About this exercise: When a line of the entries contains "Result", please list that line.

Data extracts:
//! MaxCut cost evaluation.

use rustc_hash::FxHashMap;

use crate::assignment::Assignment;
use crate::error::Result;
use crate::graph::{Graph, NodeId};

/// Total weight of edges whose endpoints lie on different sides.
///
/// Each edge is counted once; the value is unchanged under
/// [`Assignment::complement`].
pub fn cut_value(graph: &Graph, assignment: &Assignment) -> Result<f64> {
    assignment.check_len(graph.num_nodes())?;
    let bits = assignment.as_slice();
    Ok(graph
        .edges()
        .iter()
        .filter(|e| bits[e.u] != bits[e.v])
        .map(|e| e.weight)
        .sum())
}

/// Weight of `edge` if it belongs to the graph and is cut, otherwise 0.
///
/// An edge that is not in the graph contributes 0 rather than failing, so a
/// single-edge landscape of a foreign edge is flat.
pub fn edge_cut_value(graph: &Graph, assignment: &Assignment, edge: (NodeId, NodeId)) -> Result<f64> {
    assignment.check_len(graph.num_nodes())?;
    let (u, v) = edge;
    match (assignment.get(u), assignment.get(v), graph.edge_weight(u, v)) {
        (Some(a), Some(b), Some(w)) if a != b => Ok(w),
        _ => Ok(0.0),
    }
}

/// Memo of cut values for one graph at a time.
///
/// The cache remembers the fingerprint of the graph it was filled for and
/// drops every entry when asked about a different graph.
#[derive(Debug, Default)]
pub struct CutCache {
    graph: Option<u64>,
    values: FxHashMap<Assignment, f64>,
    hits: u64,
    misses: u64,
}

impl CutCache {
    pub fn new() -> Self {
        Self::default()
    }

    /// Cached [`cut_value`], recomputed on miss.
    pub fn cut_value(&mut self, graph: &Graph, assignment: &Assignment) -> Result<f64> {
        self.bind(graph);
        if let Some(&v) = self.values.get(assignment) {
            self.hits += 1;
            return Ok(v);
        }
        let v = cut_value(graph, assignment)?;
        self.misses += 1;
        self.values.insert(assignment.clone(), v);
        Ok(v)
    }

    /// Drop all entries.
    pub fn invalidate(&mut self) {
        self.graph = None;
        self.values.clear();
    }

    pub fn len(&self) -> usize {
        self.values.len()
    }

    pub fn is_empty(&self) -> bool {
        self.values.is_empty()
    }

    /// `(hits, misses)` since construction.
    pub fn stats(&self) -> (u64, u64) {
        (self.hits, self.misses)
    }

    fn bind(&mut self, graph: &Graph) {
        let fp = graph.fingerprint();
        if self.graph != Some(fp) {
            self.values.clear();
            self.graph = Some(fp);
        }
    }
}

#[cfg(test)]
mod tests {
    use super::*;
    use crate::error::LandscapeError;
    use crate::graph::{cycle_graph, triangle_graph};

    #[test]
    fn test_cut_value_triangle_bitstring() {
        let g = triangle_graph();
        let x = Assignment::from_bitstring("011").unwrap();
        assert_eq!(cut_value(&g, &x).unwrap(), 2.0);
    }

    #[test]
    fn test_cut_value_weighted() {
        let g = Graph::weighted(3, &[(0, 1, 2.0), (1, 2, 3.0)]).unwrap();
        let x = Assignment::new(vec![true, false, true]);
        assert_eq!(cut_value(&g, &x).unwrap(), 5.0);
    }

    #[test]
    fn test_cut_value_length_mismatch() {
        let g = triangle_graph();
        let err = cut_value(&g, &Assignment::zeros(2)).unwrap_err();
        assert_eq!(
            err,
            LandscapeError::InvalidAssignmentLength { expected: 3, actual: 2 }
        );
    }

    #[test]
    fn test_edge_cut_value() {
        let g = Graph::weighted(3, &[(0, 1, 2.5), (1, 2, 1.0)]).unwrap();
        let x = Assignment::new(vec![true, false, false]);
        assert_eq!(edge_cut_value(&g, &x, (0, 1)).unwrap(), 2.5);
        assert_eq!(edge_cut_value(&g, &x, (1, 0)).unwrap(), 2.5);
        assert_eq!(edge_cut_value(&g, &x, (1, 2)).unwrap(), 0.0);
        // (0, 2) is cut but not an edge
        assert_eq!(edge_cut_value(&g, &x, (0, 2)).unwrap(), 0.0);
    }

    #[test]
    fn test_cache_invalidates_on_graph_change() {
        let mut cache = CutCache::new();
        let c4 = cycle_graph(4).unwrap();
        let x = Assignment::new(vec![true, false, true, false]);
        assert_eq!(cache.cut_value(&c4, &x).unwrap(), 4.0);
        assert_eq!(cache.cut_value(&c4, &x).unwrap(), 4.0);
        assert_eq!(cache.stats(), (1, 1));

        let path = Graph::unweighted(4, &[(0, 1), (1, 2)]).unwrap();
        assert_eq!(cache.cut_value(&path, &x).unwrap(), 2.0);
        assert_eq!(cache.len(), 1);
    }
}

Answer to the problem:
use crate::error::Result;
pub fn cut_value(graph: &Graph, assignment: &Assignment) -> Result<f64> {
pub fn edge_cut_value(graph: &Graph, assignment: &Assignment, edge: (NodeId, NodeId)) -> Result<f64> {
    pub fn cut_value(&mut self, graph: &Graph, assignment: &Assignment) -> Result<f64> {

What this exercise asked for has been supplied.